11. Data processing

Version 25.1 by tabermah on 2022-09-08 13:22


11.1. Automatic data processing

Unless you un-check the option for the specific acquisition run, autoprocessing will be executed. For standard rotational data autoprocessing is via XDSAPP (Sparta et al. (2016) J. Apple. Cryst. 49, 1085-1092) for strategy calculation we use Mosflm (Leslie Acta D62 (2006) 48-57) and Spotfinder (Zhang et al. (2006). J. Appl. Cryst. 39, 112–119) for producing the heatmap for the grid scans. The results are compiled into HTML-files to give you a convenient way of checking them. The output files are in the processed folders of the corresponding datasets.  A self refreshing index of all results is created in the beamtimes processed folder. During the beamtime you can open it from file::///gpfs/current/processed/index.html in a browser. The HTML-file is also contained in your data backup.
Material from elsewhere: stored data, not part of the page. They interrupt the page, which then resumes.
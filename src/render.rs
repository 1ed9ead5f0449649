//! Text rendering of a board, with the current highlights.

use crate::board::Board;
use crate::piece::Piece;
use crate::square::{Highlight, Shade, Square};
use crate::types::Color;

// ANSI escape codes used by `RenderStyle::Ansi`
const DEFAULT_COLOR: &str = "\x1b[0m";
const BLACK_PIECE_COLOR: &str = "\x1b[34m";
const WHITE_PIECE_COLOR: &str = "\x1b[36m";
const ATTACK_SPACE_COLOR: &str = "\x1b[31m";
const MOVE_SPACE_COLOR: &str = "\x1b[32m";
const DARK_SPACE_COLOR: &str = "\x1b[37m";
const LIGHT_SPACE_COLOR: &str = "\x1b[0m";
const ACTIVE_SPACE_COLOR: &str = "\x1b[33m";

const FILE_LABELS: &str = "   a  b  c  d  e  f  g  h";

#[derive(Debug, Clone, Copy, PartialEq, Eq)]
pub enum RenderStyle {
    /// Highlights shown with bracket shapes: `{X}` active, `<X>` move or attack
    Plain,
    /// Highlights shown with terminal colors
    Ansi,
}

/// Rank labels on the left, file labels underneath, one `[X]` cell per square.
pub fn draw_board(board: &Board, style: RenderStyle) -> String {
    let mut string = String::new();
    for (pos, square) in board.squares() {
        if pos.x == 1 {
            string.push_str(&format!("{} ", pos.y));
        }
        string.push_str(&draw_square(square, style));
        if pos.x == 8 {
            string.push('\n');
        }
    }
    string.push_str(FILE_LABELS);
    string.push('\n');
    string
}

pub fn draw_to_terminal(board: &Board, style: RenderStyle) {
    println!("{}", draw_board(board, style));
}

fn draw_square(square: &Square, style: RenderStyle) -> String {
    match style {
        RenderStyle::Plain => {
            let (open, close) = match square.highlight() {
                Highlight::Base(_) => ('[', ']'),
                Highlight::Active => ('{', '}'),
                Highlight::Move | Highlight::Attack => ('<', '>'),
            };
            let glyph = square.get_piece().map_or(' ', Piece::to_char);
            format!("{open}{glyph}{close}")
        }
        RenderStyle::Ansi => {
            let color = match square.highlight() {
                Highlight::Base(Shade::Light) => LIGHT_SPACE_COLOR,
                Highlight::Base(Shade::Dark) => DARK_SPACE_COLOR,
                Highlight::Active => ACTIVE_SPACE_COLOR,
                Highlight::Move => MOVE_SPACE_COLOR,
                Highlight::Attack => ATTACK_SPACE_COLOR,
            };
            match square.get_piece() {
                None => format!("{color}[ ]{DEFAULT_COLOR}"),
                Some(piece) => {
                    let piece_color = match piece.get_color() {
                        Color::White => WHITE_PIECE_COLOR,
                        Color::Black => BLACK_PIECE_COLOR,
                    };
                    format!(
                        "{color}[{DEFAULT_COLOR}{piece_color}{}{DEFAULT_COLOR}{color}]{DEFAULT_COLOR}",
                        piece.to_char()
                    )
                }
            }
        }
    }
}

#[cfg(test)]
mod tests {
    use super::*;
    use crate::types::Position;
    use pretty_assertions::assert_eq;

    #[test]
    fn test_draw_standard_board_plain() {
        let board = Board::standard();
        let expected = "\
8 [r][n][b][q][k][b][n][r]
7 [p][p][p][p][p][p][p][p]
6 [ ][ ][ ][ ][ ][ ][ ][ ]
5 [ ][ ][ ][ ][ ][ ][ ][ ]
4 [ ][ ][ ][ ][ ][ ][ ][ ]
3 [ ][ ][ ][ ][ ][ ][ ][ ]
2 [P][P][P][P][P][P][P][P]
1 [R][N][B][Q][K][B][N][R]
   a  b  c  d  e  f  g  h
";
        assert_eq!(draw_board(&board, RenderStyle::Plain), expected);
    }

    #[test]
    fn test_draw_selection_plain() {
        let mut board = Board::standard();
        board.set_active_square(Position::new(2, 1)).unwrap();
        let drawn = draw_board(&board, RenderStyle::Plain);
        let lines: Vec<&str> = drawn.lines().collect();
        assert_eq!(lines[5], "3 < >[ ]< >[ ][ ][ ][ ][ ]");
        assert_eq!(lines[7], "1 [R]{N}[B][Q][K][B][N][R]");
    }

    #[test]
    fn test_draw_ansi_uses_highlight_colors() {
        let mut board = Board::standard();
        board.set_active_square(Position::new(2, 1)).unwrap();
        let drawn = draw_board(&board, RenderStyle::Ansi);
        assert!(drawn.contains(&format!("{ACTIVE_SPACE_COLOR}[{DEFAULT_COLOR}{WHITE_PIECE_COLOR}N")));
        assert!(drawn.contains(&format!("{MOVE_SPACE_COLOR}[ ]{DEFAULT_COLOR}")));
        assert!(drawn.ends_with(&format!("{FILE_LABELS}\n")));
    }
}
//! Error type shared by the board, the game controller and the command parser.

use crate::types::{Color, Position, Rule};

#[derive(thiserror::Error, Debug, Clone, PartialEq, Eq)]
pub enum ChessError {
    /// A position outside (1,1)..(8,8) was used where a square is required
    #[error("{0} is not a square on the board")]
    OutOfBounds(Position),

    /// A piece was required at this square but none is there
    #[error("there is no piece at {0}")]
    EmptySquare(Position),

    #[error("there is no currently selected piece")]
    NoSelection,

    /// The legality check needs the mover's king and could not find it
    #[error("no {0} king on the board")]
    KingNotFound(Color),

    /// Target square is not a highlighted move or attack of the selected piece
    #[error("the selected piece cannot move to {0}")]
    IllegalDestination(Position),

    /// Carries the side whose turn it actually is
    #[error("it is {0}'s turn to move")]
    WrongTurn(Color),

    #[error("{0} is not supported yet")]
    Unsupported(Rule),

    #[error("invalid square `{0}`")]
    InvalidSquare(String),

    #[error("invalid piece placement: {0}")]
    InvalidPlacement(String),

    #[error("unrecognized command `{0}`")]
    UnknownCommand(String),

    #[error("malformed command: {0}")]
    MalformedCommand(String),
}

pub type ChessResult<T> = Result<T, ChessError>;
11.2. Manual data processing onsite

Please do not use the control computers of the beamline (haspp11user01-04) nor the haspp11eval01 for data processing (latter is now fully dedicated to autoprocessing).

Use Maxwell-cluster for data processing as described in the next chapter; on-site, you can directly ssh to username@desy-ps-cpu. Access to Maxwell requires a Scientific Account. 

Manual data processing after the beamtime or during a remote session is only available for registered DESY Scientific Accounts.


Accessing data from outside the DESY network:

Accessing the Maxwell cluster is easiest with Max-display:  connect to https://max-display.desy.de:3443 via web browser with the credentials of your scientific account.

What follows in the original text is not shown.